**Excerpted records**

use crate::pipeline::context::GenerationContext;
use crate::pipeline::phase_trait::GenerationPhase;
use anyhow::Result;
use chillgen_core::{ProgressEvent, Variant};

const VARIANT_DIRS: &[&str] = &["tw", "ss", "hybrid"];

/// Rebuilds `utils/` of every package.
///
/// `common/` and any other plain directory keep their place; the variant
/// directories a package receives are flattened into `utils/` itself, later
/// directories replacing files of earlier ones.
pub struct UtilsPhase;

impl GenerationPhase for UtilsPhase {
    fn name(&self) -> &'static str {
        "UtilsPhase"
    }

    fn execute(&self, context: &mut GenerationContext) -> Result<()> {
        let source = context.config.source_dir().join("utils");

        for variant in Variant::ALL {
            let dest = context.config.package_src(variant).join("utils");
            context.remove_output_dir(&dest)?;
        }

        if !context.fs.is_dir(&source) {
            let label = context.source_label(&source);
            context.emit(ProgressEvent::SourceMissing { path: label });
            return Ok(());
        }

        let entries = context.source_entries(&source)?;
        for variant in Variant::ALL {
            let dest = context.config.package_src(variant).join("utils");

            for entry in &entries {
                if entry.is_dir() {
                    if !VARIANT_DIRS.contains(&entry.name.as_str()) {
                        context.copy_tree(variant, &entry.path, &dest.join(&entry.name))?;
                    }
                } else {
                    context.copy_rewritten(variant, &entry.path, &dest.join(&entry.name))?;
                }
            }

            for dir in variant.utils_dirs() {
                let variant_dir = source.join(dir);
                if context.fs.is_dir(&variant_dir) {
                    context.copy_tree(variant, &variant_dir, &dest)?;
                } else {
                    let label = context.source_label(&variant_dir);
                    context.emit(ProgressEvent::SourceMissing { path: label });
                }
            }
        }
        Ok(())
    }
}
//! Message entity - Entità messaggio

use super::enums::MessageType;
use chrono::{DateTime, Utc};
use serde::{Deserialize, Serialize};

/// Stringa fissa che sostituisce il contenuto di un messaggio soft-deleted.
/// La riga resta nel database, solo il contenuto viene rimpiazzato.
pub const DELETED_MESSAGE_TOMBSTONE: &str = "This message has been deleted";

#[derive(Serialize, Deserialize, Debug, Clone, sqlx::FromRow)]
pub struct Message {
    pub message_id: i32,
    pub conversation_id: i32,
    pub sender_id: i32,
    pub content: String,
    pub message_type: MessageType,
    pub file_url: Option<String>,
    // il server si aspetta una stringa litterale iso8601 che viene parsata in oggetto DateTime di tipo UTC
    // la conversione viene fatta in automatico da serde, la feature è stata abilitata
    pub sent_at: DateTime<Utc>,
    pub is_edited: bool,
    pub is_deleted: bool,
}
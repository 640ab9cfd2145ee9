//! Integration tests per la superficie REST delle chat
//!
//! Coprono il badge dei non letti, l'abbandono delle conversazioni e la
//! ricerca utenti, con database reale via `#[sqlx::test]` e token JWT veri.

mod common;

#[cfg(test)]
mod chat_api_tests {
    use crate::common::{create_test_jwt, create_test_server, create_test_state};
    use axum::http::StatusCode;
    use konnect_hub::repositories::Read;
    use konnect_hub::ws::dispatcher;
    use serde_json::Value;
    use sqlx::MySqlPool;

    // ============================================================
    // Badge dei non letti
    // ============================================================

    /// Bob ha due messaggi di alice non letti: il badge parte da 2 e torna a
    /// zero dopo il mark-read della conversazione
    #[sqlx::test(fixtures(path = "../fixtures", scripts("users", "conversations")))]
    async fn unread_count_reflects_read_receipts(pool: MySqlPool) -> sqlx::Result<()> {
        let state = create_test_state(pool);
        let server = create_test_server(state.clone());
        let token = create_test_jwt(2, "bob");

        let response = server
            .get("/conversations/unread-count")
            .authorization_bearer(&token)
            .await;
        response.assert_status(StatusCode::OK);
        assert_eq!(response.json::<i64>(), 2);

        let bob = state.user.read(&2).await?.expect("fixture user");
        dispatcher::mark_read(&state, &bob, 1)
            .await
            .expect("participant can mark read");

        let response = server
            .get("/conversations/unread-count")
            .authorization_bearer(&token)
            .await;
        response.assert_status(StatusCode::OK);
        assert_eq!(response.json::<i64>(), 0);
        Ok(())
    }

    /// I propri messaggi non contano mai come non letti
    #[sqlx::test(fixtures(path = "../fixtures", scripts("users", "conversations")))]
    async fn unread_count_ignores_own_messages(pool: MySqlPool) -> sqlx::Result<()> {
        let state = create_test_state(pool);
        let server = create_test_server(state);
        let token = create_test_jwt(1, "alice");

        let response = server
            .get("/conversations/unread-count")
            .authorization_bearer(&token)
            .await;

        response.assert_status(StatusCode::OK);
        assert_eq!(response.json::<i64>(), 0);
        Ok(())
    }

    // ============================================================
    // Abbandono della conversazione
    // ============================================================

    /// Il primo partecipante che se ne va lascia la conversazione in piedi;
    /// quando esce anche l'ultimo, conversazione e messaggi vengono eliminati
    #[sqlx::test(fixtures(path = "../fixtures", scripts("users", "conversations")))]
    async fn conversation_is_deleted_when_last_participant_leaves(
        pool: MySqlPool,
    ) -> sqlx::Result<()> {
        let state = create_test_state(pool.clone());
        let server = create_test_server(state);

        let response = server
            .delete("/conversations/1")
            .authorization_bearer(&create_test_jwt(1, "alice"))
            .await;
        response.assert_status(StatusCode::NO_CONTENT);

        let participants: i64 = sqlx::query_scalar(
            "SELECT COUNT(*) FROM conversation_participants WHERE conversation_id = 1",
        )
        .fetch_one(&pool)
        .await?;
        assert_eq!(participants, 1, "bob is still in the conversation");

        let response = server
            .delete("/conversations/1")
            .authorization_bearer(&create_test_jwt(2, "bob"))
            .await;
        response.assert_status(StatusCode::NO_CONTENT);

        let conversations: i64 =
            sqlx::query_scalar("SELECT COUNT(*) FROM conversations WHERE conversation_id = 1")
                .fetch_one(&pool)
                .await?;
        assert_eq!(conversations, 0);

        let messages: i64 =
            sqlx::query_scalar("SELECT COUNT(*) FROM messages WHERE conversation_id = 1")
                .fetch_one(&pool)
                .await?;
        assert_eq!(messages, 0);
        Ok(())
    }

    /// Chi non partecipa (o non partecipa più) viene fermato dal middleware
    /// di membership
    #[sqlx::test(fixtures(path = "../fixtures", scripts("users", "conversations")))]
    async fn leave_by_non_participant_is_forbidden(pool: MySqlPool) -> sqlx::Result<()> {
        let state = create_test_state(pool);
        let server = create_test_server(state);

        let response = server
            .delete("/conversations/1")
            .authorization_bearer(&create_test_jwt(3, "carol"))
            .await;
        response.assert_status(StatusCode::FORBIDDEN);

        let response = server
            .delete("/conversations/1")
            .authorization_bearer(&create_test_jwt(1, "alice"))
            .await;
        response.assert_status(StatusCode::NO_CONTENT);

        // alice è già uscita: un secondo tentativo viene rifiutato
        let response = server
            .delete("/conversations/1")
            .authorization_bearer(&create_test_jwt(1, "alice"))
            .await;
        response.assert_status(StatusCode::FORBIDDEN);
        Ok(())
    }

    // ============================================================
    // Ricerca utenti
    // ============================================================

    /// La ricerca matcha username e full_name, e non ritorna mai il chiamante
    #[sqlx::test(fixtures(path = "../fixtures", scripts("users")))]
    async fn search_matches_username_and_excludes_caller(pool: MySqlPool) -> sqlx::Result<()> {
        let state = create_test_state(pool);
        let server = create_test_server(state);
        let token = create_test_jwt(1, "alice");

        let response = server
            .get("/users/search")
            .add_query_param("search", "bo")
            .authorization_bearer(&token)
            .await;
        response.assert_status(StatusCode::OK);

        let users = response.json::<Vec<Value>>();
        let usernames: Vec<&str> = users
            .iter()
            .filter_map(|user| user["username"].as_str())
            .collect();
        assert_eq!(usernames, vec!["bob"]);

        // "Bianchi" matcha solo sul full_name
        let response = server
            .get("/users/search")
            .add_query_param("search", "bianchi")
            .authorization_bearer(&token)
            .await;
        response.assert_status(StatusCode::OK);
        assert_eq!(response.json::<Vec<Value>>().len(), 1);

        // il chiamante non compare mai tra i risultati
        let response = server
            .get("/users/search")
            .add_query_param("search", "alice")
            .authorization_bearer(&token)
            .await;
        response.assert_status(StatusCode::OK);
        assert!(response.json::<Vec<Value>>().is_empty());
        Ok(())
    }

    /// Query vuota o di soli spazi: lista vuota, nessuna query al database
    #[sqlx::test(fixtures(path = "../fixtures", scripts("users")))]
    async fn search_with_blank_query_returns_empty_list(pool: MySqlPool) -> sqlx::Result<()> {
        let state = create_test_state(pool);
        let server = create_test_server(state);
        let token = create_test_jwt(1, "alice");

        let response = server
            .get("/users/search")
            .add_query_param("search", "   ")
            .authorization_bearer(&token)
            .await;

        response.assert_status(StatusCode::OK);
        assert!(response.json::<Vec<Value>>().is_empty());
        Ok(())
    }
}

* * *

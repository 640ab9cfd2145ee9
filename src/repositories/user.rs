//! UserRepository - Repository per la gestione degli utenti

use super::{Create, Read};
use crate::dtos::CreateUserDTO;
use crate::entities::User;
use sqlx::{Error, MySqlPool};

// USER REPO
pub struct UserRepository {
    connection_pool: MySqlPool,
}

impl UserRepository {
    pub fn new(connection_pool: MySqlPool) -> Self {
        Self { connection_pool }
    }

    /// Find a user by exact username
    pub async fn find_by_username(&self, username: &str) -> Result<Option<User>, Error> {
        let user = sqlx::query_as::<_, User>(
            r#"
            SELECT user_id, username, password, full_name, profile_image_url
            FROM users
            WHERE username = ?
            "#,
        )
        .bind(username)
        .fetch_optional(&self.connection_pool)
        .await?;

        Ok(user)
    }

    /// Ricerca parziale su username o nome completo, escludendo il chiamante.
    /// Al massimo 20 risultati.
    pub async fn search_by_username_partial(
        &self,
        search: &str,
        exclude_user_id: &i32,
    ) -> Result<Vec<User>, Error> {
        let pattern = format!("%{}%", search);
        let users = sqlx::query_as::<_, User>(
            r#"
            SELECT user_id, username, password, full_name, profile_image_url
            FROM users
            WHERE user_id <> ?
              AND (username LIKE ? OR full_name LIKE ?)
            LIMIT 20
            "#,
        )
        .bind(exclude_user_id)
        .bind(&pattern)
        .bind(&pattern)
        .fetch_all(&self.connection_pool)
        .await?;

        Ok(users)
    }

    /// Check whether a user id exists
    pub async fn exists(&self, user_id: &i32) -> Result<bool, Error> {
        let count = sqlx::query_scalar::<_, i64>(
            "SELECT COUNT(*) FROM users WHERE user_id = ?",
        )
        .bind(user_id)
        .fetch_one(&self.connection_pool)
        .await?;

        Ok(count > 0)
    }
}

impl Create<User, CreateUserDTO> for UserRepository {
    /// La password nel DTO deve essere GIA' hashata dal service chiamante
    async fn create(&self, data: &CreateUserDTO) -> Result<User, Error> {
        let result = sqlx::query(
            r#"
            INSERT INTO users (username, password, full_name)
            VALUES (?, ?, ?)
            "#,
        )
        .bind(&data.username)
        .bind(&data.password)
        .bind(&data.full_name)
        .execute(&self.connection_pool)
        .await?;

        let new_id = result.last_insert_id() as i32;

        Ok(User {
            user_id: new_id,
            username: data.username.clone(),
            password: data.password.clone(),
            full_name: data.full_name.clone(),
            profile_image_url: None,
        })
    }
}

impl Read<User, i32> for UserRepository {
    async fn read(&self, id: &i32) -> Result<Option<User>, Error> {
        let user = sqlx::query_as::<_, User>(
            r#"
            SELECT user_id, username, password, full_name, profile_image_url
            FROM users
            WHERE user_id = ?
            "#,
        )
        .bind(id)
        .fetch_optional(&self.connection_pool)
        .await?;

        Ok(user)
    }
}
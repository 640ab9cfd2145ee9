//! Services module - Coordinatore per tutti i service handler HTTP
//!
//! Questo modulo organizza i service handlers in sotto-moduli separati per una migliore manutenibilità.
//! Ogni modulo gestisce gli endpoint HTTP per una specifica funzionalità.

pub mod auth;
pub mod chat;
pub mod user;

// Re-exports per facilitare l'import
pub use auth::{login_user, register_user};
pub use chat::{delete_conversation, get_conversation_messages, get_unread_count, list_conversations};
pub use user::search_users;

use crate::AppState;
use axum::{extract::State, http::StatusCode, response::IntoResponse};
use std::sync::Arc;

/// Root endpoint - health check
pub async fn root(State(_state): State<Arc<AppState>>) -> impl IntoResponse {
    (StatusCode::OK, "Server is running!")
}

==

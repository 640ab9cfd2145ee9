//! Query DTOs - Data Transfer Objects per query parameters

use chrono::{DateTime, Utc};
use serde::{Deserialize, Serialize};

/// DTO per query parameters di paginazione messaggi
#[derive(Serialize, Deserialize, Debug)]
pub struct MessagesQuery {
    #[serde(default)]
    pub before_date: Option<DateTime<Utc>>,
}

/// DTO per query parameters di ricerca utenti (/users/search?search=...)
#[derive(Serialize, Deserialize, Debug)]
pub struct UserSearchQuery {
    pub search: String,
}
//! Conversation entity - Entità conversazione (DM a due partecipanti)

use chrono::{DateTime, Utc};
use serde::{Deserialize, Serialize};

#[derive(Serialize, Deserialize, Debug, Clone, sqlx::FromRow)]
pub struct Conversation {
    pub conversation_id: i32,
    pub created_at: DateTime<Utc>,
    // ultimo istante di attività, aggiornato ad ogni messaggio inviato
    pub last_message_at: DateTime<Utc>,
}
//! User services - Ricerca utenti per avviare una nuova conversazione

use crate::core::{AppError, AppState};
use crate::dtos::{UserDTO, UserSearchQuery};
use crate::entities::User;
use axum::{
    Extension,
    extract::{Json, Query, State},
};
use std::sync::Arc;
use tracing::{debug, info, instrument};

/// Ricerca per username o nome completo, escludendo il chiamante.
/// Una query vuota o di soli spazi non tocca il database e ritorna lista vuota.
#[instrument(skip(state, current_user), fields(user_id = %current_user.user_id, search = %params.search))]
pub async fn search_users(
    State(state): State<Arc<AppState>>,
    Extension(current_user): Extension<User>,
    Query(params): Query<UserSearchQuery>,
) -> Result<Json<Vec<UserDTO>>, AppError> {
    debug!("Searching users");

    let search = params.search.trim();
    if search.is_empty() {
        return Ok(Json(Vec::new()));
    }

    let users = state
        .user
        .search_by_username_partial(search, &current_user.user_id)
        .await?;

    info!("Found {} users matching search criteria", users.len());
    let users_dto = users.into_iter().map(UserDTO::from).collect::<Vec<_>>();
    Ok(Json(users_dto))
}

**Problem statement**
The answer must be every line from the records above that contains the word "GenerationContext", copied out.

**The answer**
use crate::pipeline::context::GenerationContext;
    fn execute(&self, context: &mut GenerationContext) -> Result<()> {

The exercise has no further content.